* [Problem to work on]: Each record that follows should be transcribed word for word.

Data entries
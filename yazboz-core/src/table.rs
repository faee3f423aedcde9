//! A live table: a session record bound to the store it persists in.
//!
//! Every mutation re-reads the stored record, applies one ledger operation
//! and writes the result back before returning. There is no conflict
//! detection; the last write to a key wins.

use crate::archive::{self, ArchivedGame, SavedAt};
use crate::draft::RoundDraft;
use crate::ledger::{self, LedgerError};
use crate::rules::{self, Outcome};
use crate::session::{GameKind, SessionRecord, SetupError, StoredSession};
use crate::store::KeyValueStore;

pub struct Table<S: KeyValueStore> {
    store: S,
    record: SessionRecord,
}

impl<S: KeyValueStore> Table<S> {
    /// The stored table for `kind`, normalized. `None` when nothing is
    /// stored, which callers treat as "go set one up".
    pub fn open(store: S, kind: GameKind) -> Option<Self> {
        let record = load(&store, kind)?;
        Some(Self { store, record })
    }

    /// Seat a new table, replacing whatever was stored for `kind`.
    ///
    /// # Errors
    ///
    /// Returns [`SetupError`] for a bad player list; nothing is written.
    pub fn create<N: AsRef<str>>(store: S, kind: GameKind, names: &[N]) -> Result<Self, SetupError> {
        let record = SessionRecord::new(kind, names)?;
        store.set(&record.storage_key(), &record);
        log::debug!("seated {} players at the {kind} table", record.player_count());
        Ok(Self { store, record })
    }

    /// Wrap an existing record without touching the store.
    pub const fn from_parts(store: S, record: SessionRecord) -> Self {
        Self { store, record }
    }

    pub const fn record(&self) -> &SessionRecord {
        &self.record
    }

    pub const fn kind(&self) -> GameKind {
        self.record.kind
    }

    #[must_use]
    pub fn outcome(&self) -> Outcome {
        rules::evaluate(&self.record)
    }

    /// Run one ledger operation against the freshest stored copy and persist
    /// the result.
    ///
    /// # Errors
    ///
    /// Whatever `op` rejects; the store and the held record are unchanged.
    pub fn apply<F>(&mut self, op: F) -> Result<&SessionRecord, LedgerError>
    where
        F: FnOnce(&SessionRecord) -> Result<SessionRecord, LedgerError>,
    {
        let current = load(&self.store, self.kind()).unwrap_or_else(|| self.record.clone());
        let next = op(&current).inspect_err(|err| {
            log::debug!("{} table rejected an edit: {err}", self.kind());
        })?;
        self.store.set(&next.storage_key(), &next);
        self.record = next;
        Ok(&self.record)
    }

    fn apply_infallible(&mut self, op: impl FnOnce(&SessionRecord) -> SessionRecord) -> &SessionRecord {
        let current = load(&self.store, self.kind()).unwrap_or_else(|| self.record.clone());
        let next = op(&current);
        self.store.set(&next.storage_key(), &next);
        self.record = next;
        &self.record
    }

    /// Commit the draft as a new round and clear it.
    ///
    /// # Errors
    ///
    /// See [`ledger::append_round`]. The draft keeps its entries on failure.
    pub fn append_round(&mut self, draft: &mut RoundDraft) -> Result<&SessionRecord, LedgerError> {
        let entries = draft.entries().to_vec();
        self.apply(|record| ledger::append_round(record, &entries))?;
        draft.clear();
        Ok(&self.record)
    }

    /// # Errors
    ///
    /// See [`ledger::add_penalty`].
    pub fn add_penalty(&mut self, player: Option<usize>, amount: &str) -> Result<&SessionRecord, LedgerError> {
        self.apply(|record| ledger::add_penalty(record, player, amount))
    }

    /// # Errors
    ///
    /// See [`ledger::delete_penalty`].
    pub fn delete_penalty(&mut self, player: usize, index: usize) -> Result<&SessionRecord, LedgerError> {
        self.apply(|record| ledger::delete_penalty(record, player, index))
    }

    pub fn add_drink(&mut self, drink: &str) -> &SessionRecord {
        self.apply_infallible(|record| ledger::add_drink(record, drink))
    }

    pub fn remove_drink(&mut self, drink: &str) -> &SessionRecord {
        self.apply_infallible(|record| ledger::remove_drink(record, drink))
    }

    /// # Errors
    ///
    /// See [`ledger::set_drink_price`].
    pub fn set_drink_price(&mut self, drink: &str, price: &str) -> Result<&SessionRecord, LedgerError> {
        self.apply(|record| ledger::set_drink_price(record, drink, price))
    }

    /// Start over with the same players.
    pub fn reset(&mut self) -> &SessionRecord {
        self.apply_infallible(ledger::reset)
    }

    pub fn save_to_archive(&self, at: &SavedAt) -> ArchivedGame {
        archive::save(&self.store, &self.record, at)
    }

    /// Leave the table: the stored session is removed.
    pub fn close(self) -> S {
        self.store.remove(&self.record.storage_key());
        log::debug!("closed the {} table", self.record.kind);
        self.store
    }
}

fn load<S: KeyValueStore + ?Sized>(store: &S, kind: GameKind) -> Option<SessionRecord> {
    store
        .get::<StoredSession>(&kind.storage_key())
        .map(|stored| stored.normalize(kind))
}
use crate::components::saved_games::SavedGames;
use crate::i18n::{locales, t};
use web_sys::HtmlSelectElement;
use yazboz_core::{ArchivedGame, GameKind};
use yew::prelude::*;

#[derive(Properties, Clone, PartialEq)]
pub struct HomePageProps {
    /// Games with a session in progress.
    pub active: Vec<GameKind>,
    pub saved: Vec<ArchivedGame>,
    pub current_lang: String,
    pub on_continue: Callback<GameKind>,
    pub on_new: Callback<GameKind>,
    pub on_resume: Callback<String>,
    pub on_delete: Callback<String>,
    pub on_lang_change: Callback<String>,
}

#[function_component(HomePage)]
pub fn home_page(props: &HomePageProps) -> Html {
    let cards = GameKind::ALL.into_iter().map(|kind| {
        let on_new = {
            let cb = props.on_new.clone();
            Callback::from(move |_| cb.emit(kind))
        };
        let on_continue = {
            let cb = props.on_continue.clone();
            Callback::from(move |_| cb.emit(kind))
        };
        html! {
            <li class="game-card" data-game={kind.slug()}>
                <h3>{ kind.display_name() }</h3>
                if props.active.contains(&kind) {
                    <button type="button" class="primary" onclick={on_continue}>
                        { t("home.continue") }
                    </button>
                }
                <button type="button" onclick={on_new}>{ t("home.new") }</button>
            </li>
        }
    });

    let on_lang = {
        let cb = props.on_lang_change.clone();
        Callback::from(move |e: Event| {
            let select: HtmlSelectElement = e.target_unchecked_into();
            cb.emit(select.value());
        })
    };
    let options = locales().iter().map(|meta| {
        html! {
            <option value={meta.code} selected={meta.code == props.current_lang}>{ meta.name }</option>
        }
    });

    html! {
        <main class="home">
            <header>
                <h1>{ t("app.title") }</h1>
                <label class="lang-select">
                    <span>{ t("app.language") }</span>
                    <select onchange={on_lang}>{ for options }</select>
                </label>
            </header>
            <section>
                <h2>{ t("home.tables") }</h2>
                <ul class="game-cards">{ for cards }</ul>
            </section>
            <section>
                <h2>{ t("home.saved") }</h2>
                <SavedGames games={props.saved.clone()}
                    on_resume={props.on_resume.clone()}
                    on_delete={props.on_delete.clone()} />
            </section>
        </main>
    }
}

* [Problem solution]:
filename yazboz-core/src/table.rs
repository faee3f423aedcde9
//! A live table: a session record bound to the store it persists in.
//!
//! Every mutation re-reads the stored record, applies one ledger operation
//! and writes the result back before returning. There is no conflict
//! detection; the last write to a key wins.

use crate::archive::{self, ArchivedGame, SavedAt};
use crate::draft::RoundDraft;
use crate::ledger::{self, LedgerError};
use crate::rules::{self, Outcome};
use crate::session::{GameKind, SessionRecord, SetupError, StoredSession};
use crate::store::KeyValueStore;

pub struct Table<S: KeyValueStore> {
    store: S,
    record: SessionRecord,
}

impl<S: KeyValueStore> Table<S> {
    /// The stored table for `kind`, normalized. `None` when nothing is
    /// stored, which callers treat as "go set one up".
    pub fn open(store: S, kind: GameKind) -> Option<Self> {
        let record = load(&store, kind)?;
        Some(Self { store, record })
    }

    /// Seat a new table, replacing whatever was stored for `kind`.
    ///
    /// # Errors
    ///
    /// Returns [`SetupError`] for a bad player list; nothing is written.
    pub fn create<N: AsRef<str>>(store: S, kind: GameKind, names: &[N]) -> Result<Self, SetupError> {
        let record = SessionRecord::new(kind, names)?;
        store.set(&record.storage_key(), &record);
        log::debug!("seated {} players at the {kind} table", record.player_count());
        Ok(Self { store, record })
    }

    /// Wrap an existing record without touching the store.
    pub const fn from_parts(store: S, record: SessionRecord) -> Self {
        Self { store, record }
    }

    pub const fn record(&self) -> &SessionRecord {
        &self.record
    }

    pub const fn kind(&self) -> GameKind {
        self.record.kind
    }

    #[must_use]
    pub fn outcome(&self) -> Outcome {
        rules::evaluate(&self.record)
    }

    /// Run one ledger operation against the freshest stored copy and persist
    /// the result.
    ///
    /// # Errors
    ///
    /// Whatever `op` rejects; the store and the held record are unchanged.
    pub fn apply<F>(&mut self, op: F) -> Result<&SessionRecord, LedgerError>
    where
        F: FnOnce(&SessionRecord) -> Result<SessionRecord, LedgerError>,
    {
        let current = load(&self.store, self.kind()).unwrap_or_else(|| self.record.clone());
        let next = op(&current).inspect_err(|err| {
            log::debug!("{} table rejected an edit: {err}", self.kind());
        })?;
        self.store.set(&next.storage_key(), &next);
        self.record = next;
        Ok(&self.record)
    }

    fn apply_infallible(&mut self, op: impl FnOnce(&SessionRecord) -> SessionRecord) -> &SessionRecord {
        let current = load(&self.store, self.kind()).unwrap_or_else(|| self.record.clone());
        let next = op(&current);
        self.store.set(&next.storage_key(), &next);
        self.record = next;
        &self.record
    }

    /// Commit the draft as a new round and clear it.
    ///
    /// # Errors
    ///
    /// See [`ledger::append_round`]. The draft keeps its entries on failure.
    pub fn append_round(&mut self, draft: &mut RoundDraft) -> Result<&SessionRecord, LedgerError> {
        let entries = draft.entries().to_vec();
        self.apply(|record| ledger::append_round(record, &entries))?;
        draft.clear();
        Ok(&self.record)
    }

    /// # Errors
    ///
    /// See [`ledger::add_penalty`].
    pub fn add_penalty(&mut self, player: Option<usize>, amount: &str) -> Result<&SessionRecord, LedgerError> {
        self.apply(|record| ledger::add_penalty(record, player, amount))
    }

    /// # Errors
    ///
    /// See [`ledger::delete_penalty`].
    pub fn delete_penalty(&mut self, player: usize, index: usize) -> Result<&SessionRecord, LedgerError> {
        self.apply(|record| ledger::delete_penalty(record, player, index))
    }

    pub fn add_drink(&mut self, drink: &str) -> &SessionRecord {
        self.apply_infallible(|record| ledger::add_drink(record, drink))
    }

    pub fn remove_drink(&mut self, drink: &str) -> &SessionRecord {
        self.apply_infallible(|record| ledger::remove_drink(record, drink))
    }

    /// # Errors
    ///
    /// See [`ledger::set_drink_price`].
    pub fn set_drink_price(&mut self, drink: &str, price: &str) -> Result<&SessionRecord, LedgerError> {
        self.apply(|record| ledger::set_drink_price(record, drink, price))
    }

    /// Start over with the same players.
    pub fn reset(&mut self) -> &SessionRecord {
        self.apply_infallible(ledger::reset)
    }

    pub fn save_to_archive(&self, at: &SavedAt) -> ArchivedGame {
        archive::save(&self.store, &self.record, at)
    }

    /// Leave the table: the stored session is removed.
    pub fn close(self) -> S {
        self.store.remove(&self.record.storage_key());
        log::debug!("closed the {} table", self.record.kind);
        self.store
    }
}

fn load<S: KeyValueStore + ?Sized>(store: &S, kind: GameKind) -> Option<SessionRecord> {
    store
        .get::<StoredSession>(&kind.storage_key())
        .map(|stored| stored.normalize(kind))
}
use crate::components::saved_games::SavedGames;
use crate::i18n::{locales, t};
use web_sys::HtmlSelectElement;
use yazboz_core::{ArchivedGame, GameKind};
use yew::prelude::*;

#[derive(Properties, Clone, PartialEq)]
pub struct HomePageProps {
    /// Games with a session in progress.
    pub active: Vec<GameKind>,
    pub saved: Vec<ArchivedGame>,
    pub current_lang: String,
    pub on_continue: Callback<GameKind>,
    pub on_new: Callback<GameKind>,
    pub on_resume: Callback<String>,
    pub on_delete: Callback<String>,
    pub on_lang_change: Callback<String>,
}

#[function_component(HomePage)]
pub fn home_page(props: &HomePageProps) -> Html {
    let cards = GameKind::ALL.into_iter().map(|kind| {
        let on_new = {
            let cb = props.on_new.clone();
            Callback::from(move |_| cb.emit(kind))
        };
        let on_continue = {
            let cb = props.on_continue.clone();
            Callback::from(move |_| cb.emit(kind))
        };
        html! {
            <li class="game-card" data-game={kind.slug()}>
                <h3>{ kind.display_name() }</h3>
                if props.active.contains(&kind) {
                    <button type="button" class="primary" onclick={on_continue}>
                        { t("home.continue") }
                    </button>
                }
                <button type="button" onclick={on_new}>{ t("home.new") }</button>
            </li>
        }
    });

    let on_lang = {
        let cb = props.on_lang_change.clone();
        Callback::from(move |e: Event| {
            let select: HtmlSelectElement = e.target_unchecked_into();
            cb.emit(select.value());
        })
    };
    let options = locales().iter().map(|meta| {
        html! {
            <option value={meta.code} selected={meta.code == props.current_lang}>{ meta.name }</option>
        }
    });

    html! {
        <main class="home">
            <header>
                <h1>{ t("app.title") }</h1>
                <label class="lang-select">
                    <span>{ t("app.language") }</span>
                    <select onchange={on_lang}>{ for options }</select>
                </label>
            </header>
            <section>
                <h2>{ t("home.tables") }</h2>
                <ul class="game-cards">{ for cards }</ul>
            </section>
            <section>
                <h2>{ t("home.saved") }</h2>
                <SavedGames games={props.saved.clone()}
                    on_resume={props.on_resume.clone()}
                    on_delete={props.on_delete.clone()} />
            </section>
        </main>
    }
}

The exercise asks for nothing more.